===== RECORD EXCERPTS

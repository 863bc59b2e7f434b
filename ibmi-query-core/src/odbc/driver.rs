//! `odbc-api` backed implementation of the driver traits.

use super::{connection_string, host_of, redacted_connection_string};
use crate::Result;
use crate::credentials::Credentials;
use crate::driver::{self, AS400_SCHEME};
use crate::error::IbmiQueryError;
use odbc_api::handles::{StatementImpl, StatementRef};
use odbc_api::{
    ConnectionOptions, Cursor as _, CursorImpl, CursorRow, Environment, Nullable, Prepared,
    ResultSetMetadata as _,
};
use std::collections::HashMap;
use tracing::debug;
use zeroize::Zeroizing;

/// SQLSTATEs the driver manager raises when the driver itself is missing:
/// data source or driver not found, and driver library failed to load.
const DRIVER_MISSING_STATES: [[u8; 5]; 2] = [*b"IM002", *b"IM003"];

/// SQLSTATEs for values that cannot be converted to the requested C type.
const CONVERSION_STATES: [[u8; 5]; 2] = [*b"22018", *b"07006"];

/// IBM i driver going through the ODBC driver manager.
///
/// Owns the ODBC environment; connections borrow it.
pub struct As400OdbcDriver {
    environment: Environment,
    odbc_driver: String,
}

impl As400OdbcDriver {
    /// Allocates the ODBC environment.
    ///
    /// # Errors
    /// Returns `DriverUnavailable` if the driver manager cannot allocate an
    /// environment handle.
    pub fn new(odbc_driver: impl Into<String>) -> Result<Self> {
        let environment = Environment::new().map_err(|e| {
            IbmiQueryError::driver_unavailable(
                AS400_SCHEME,
                format!("ODBC environment could not be allocated: {e}"),
            )
        })?;

        Ok(Self {
            environment,
            odbc_driver: odbc_driver.into(),
        })
    }
}

impl driver::Driver for As400OdbcDriver {
    fn name(&self) -> &str {
        &self.odbc_driver
    }

    fn connect(
        &self,
        target: &str,
        credentials: &Credentials,
    ) -> Result<Box<dyn driver::Connection + '_>> {
        let host = host_of(target);
        debug!(
            "Connecting with {}",
            redacted_connection_string(&self.odbc_driver, host, credentials)
        );

        let conn_str = Zeroizing::new(connection_string(&self.odbc_driver, host, credentials));
        let connection = self
            .environment
            .connect_with_connection_string(&conn_str, ConnectionOptions::default())
            .map_err(map_odbc_error)?;

        if let Ok(dbms) = connection.database_management_system_name() {
            debug!("Server reports DBMS '{}'", dbms.trim());
        }
        Ok(Box::new(OdbcConnection {
            inner: connection,
            host: host.to_string(),
        }))
    }
}

struct OdbcConnection<'e> {
    inner: odbc_api::Connection<'e>,
    host: String,
}

impl driver::Connection for OdbcConnection<'_> {
    fn description(&self) -> String {
        format!("{AS400_SCHEME} connection to {}", self.host)
    }

    fn create_statement(&self) -> Result<Box<dyn driver::Statement + '_>> {
        Ok(Box::new(OdbcStatement {
            connection: &self.inner,
            prepared: None,
        }))
    }
}

struct OdbcStatement<'c, 'e> {
    connection: &'c odbc_api::Connection<'e>,
    prepared: Option<Prepared<StatementImpl<'c>>>,
}

impl driver::Statement for OdbcStatement<'_, '_> {
    fn execute_query(&mut self, sql: &str) -> Result<Box<dyn driver::Cursor + '_>> {
        let connection = self.connection;
        let prepared = self
            .prepared
            .insert(connection.prepare(sql).map_err(map_odbc_error)?);

        let mut cursor = prepared
            .execute(())
            .map_err(map_odbc_error)?
            .ok_or_else(|| {
                IbmiQueryError::database_operation("Statement did not return a result set")
            })?;

        let columns = column_indices(&mut cursor)?;
        debug!("Result set has {} columns", columns.len());
        Ok(Box::new(OdbcCursor {
            inner: cursor,
            columns,
        }))
    }
}

fn column_indices(cursor: &mut CursorImpl<StatementRef<'_>>) -> Result<HashMap<String, u16>> {
    let count = cursor.num_result_cols().map_err(map_odbc_error)?;
    let count = u16::try_from(count).unwrap_or(0);

    let mut columns = HashMap::with_capacity(usize::from(count));
    for index in 1..=count {
        let name = cursor.col_name(index).map_err(map_odbc_error)?;
        columns.insert(name.trim().to_ascii_lowercase(), index);
    }
    Ok(columns)
}

struct OdbcCursor<'s> {
    inner: CursorImpl<StatementRef<'s>>,
    columns: HashMap<String, u16>,
}

impl driver::Cursor for OdbcCursor<'_> {
    fn next_row(&mut self) -> Result<Option<Box<dyn driver::Row + '_>>> {
        let columns = &self.columns;
        match self.inner.next_row().map_err(map_odbc_error)? {
            Some(row) => Ok(Some(Box::new(OdbcRow { row, columns }))),
            None => Ok(None),
        }
    }
}

struct OdbcRow<'r> {
    row: CursorRow<'r>,
    columns: &'r HashMap<String, u16>,
}

impl OdbcRow<'_> {
    fn index_of(&self, column: &str) -> Result<u16> {
        self.columns
            .get(&column.to_ascii_lowercase())
            .copied()
            .ok_or_else(|| IbmiQueryError::decode(column, "column not found in result set"))
    }
}

impl driver::Row for OdbcRow<'_> {
    fn text(&mut self, column: &str) -> Result<Option<String>> {
        let index = self.index_of(column)?;
        let mut buf = Vec::new();
        let non_null = self
            .row
            .get_text(index, &mut buf)
            .map_err(|e| map_column_error(column, e))?;
        Ok(non_null.then(|| String::from_utf8_lossy(&buf).into_owned()))
    }

    fn int(&mut self, column: &str) -> Result<Option<i32>> {
        let index = self.index_of(column)?;
        let mut value = Nullable::<i32>::null();
        self.row
            .get_data(index, &mut value)
            .map_err(|e| map_column_error(column, e))?;
        Ok(value.into_opt())
    }
}

fn sql_state(err: &odbc_api::Error) -> Option<[u8; 5]> {
    match err {
        odbc_api::Error::Diagnostics { record, .. } => Some(record.state.0),
        _ => None,
    }
}

/// Diagnostic text as returned by the driver manager.
///
/// `odbc-api` hands out UTF-16 messages with the wide function set and
/// bytes with the `narrow` feature.
trait DiagnosticText {
    fn decode(&self) -> String;
}

impl DiagnosticText for [u8] {
    fn decode(&self) -> String {
        String::from_utf8_lossy(self).into_owned()
    }
}

impl DiagnosticText for [u16] {
    fn decode(&self) -> String {
        String::from_utf16_lossy(self)
    }
}

/// Driver message text without the `odbc-api` wrapper.
fn diagnostic_message(err: &odbc_api::Error) -> String {
    if let odbc_api::Error::Diagnostics { record, .. } = err {
        let text = record.message.as_slice().decode();
        let text = text.trim_end_matches('\0').trim();
        if !text.is_empty() {
            return text.to_string();
        }
    }
    err.to_string()
}

fn is_driver_missing(state: &[u8; 5]) -> bool {
    DRIVER_MISSING_STATES.contains(state)
}

fn is_conversion_failure(state: &[u8; 5]) -> bool {
    CONVERSION_STATES.contains(state)
}

fn map_odbc_error(err: odbc_api::Error) -> IbmiQueryError {
    match sql_state(&err) {
        Some(state) if is_driver_missing(&state) => {
            IbmiQueryError::driver_unavailable(AS400_SCHEME, diagnostic_message(&err))
        }
        _ => IbmiQueryError::database_operation(diagnostic_message(&err)),
    }
}

fn map_column_error(column: &str, err: odbc_api::Error) -> IbmiQueryError {
    match sql_state(&err) {
        Some(state) if is_conversion_failure(&state) => {
            IbmiQueryError::decode(column, diagnostic_message(&err))
        }
        _ => map_odbc_error(err),
    }
}
//! Typed decoding of employee rows.

use crate::Result;
use crate::driver::{Cursor, Row};
use std::iter::FusedIterator;

/// Employee code column
pub const EMPLOYEE_CODE: &str = "employee_code";
/// Employee name column
pub const EMPLOYEE_NAME: &str = "employee_name";
/// Monthly salary column
pub const MONTHLY_SALARY: &str = "monthly_salary";

/// Rendering of a NULL text column.
pub const NULL_TEXT: &str = "null";

/// One row of the salary query.
///
/// Rows are decoded and printed one at a time; nothing accumulates them.
/// `Display` renders the console line: the three fields separated by single
/// spaces.
///
/// ```rust
/// use ibmi_query_core::record::EmployeeRecord;
///
/// let record = EmployeeRecord {
///     employee_code: "E1".to_string(),
///     employee_name: "John Doe".to_string(),
///     monthly_salary: 5000,
/// };
/// assert_eq!(record.to_string(), "E1 John Doe 5000");
/// ```
#[derive(Debug, Clone, PartialEq, Eq)]
pub struct EmployeeRecord {
    /// Employee code as stored on the server
    pub employee_code: String,
    /// Employee name as stored on the server
    pub employee_name: String,
    /// Monthly salary in whole currency units
    pub monthly_salary: i32,
}

impl EmployeeRecord {
    /// Decodes the current row by column name.
    ///
    /// A NULL text column becomes `null` and a NULL salary becomes `0`.
    ///
    /// # Errors
    /// Returns `Decode` if a column is missing or of the wrong type, and
    /// passes through any driver failure.
    pub fn from_row(row: &mut dyn Row) -> Result<Self> {
        Ok(Self {
            employee_code: text_or_null(row.text(EMPLOYEE_CODE)?),
            employee_name: text_or_null(row.text(EMPLOYEE_NAME)?),
            monthly_salary: row.int(MONTHLY_SALARY)?.unwrap_or_default(),
        })
    }
}

fn text_or_null(value: Option<String>) -> String {
    value.unwrap_or_else(|| NULL_TEXT.to_string())
}

impl std::fmt::Display for EmployeeRecord {
    fn fmt(&self, f: &mut std::fmt::Formatter<'_>) -> std::fmt::Result {
        write!(
            f,
            "{} {} {}",
            self.employee_code, self.employee_name, self.monthly_salary
        )
    }
}

/// Lazy, single-pass sequence of decoded records over a cursor.
///
/// Yields at most one error, after which iteration stops.
pub struct EmployeeRecords<'c, 'h> {
    cursor: &'c mut (dyn Cursor + 'h),
    done: bool,
}

impl<'c, 'h> EmployeeRecords<'c, 'h> {
    /// Wraps a freshly opened cursor.
    pub fn new(cursor: &'c mut (dyn Cursor + 'h)) -> Self {
        Self {
            cursor,
            done: false,
        }
    }
}

impl Iterator for EmployeeRecords<'_, '_> {
    type Item = Result<EmployeeRecord>;

    fn next(&mut self) -> Option<Self::Item> {
        if self.done {
            return None;
        }

        let decoded = match self.cursor.next_row() {
            Ok(Some(mut row)) => EmployeeRecord::from_row(row.as_mut()),
            Ok(None) => {
                self.done = true;
                return None;
            }
            Err(e) => Err(e),
        };

        if decoded.is_err() {
            self.done = true;
        }
        Some(decoded)
    }
}

impl FusedIterator for EmployeeRecords<'_, '_> {}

==========

• TASK GOAL: The lines needed run from the first line of the data through the line containing "SQLSTATEs the driver"; give them again exactly and nothing else.

• RESPONSE AREA:
repository 863bc59b2e7f434b
filename ibmi-query-core/src/odbc/driver.rs
//! `odbc-api` backed implementation of the driver traits.

use super::{connection_string, host_of, redacted_connection_string};
use crate::Result;
use crate::credentials::Credentials;
use crate::driver::{self, AS400_SCHEME};
use crate::error::IbmiQueryError;
use odbc_api::handles::{StatementImpl, StatementRef};
use odbc_api::{
    ConnectionOptions, Cursor as _, CursorImpl, CursorRow, Environment, Nullable, Prepared,
    ResultSetMetadata as _,
};
use std::collections::HashMap;
use tracing::debug;
use zeroize::Zeroizing;

/// SQLSTATEs the driver manager raises when the driver itself is missing:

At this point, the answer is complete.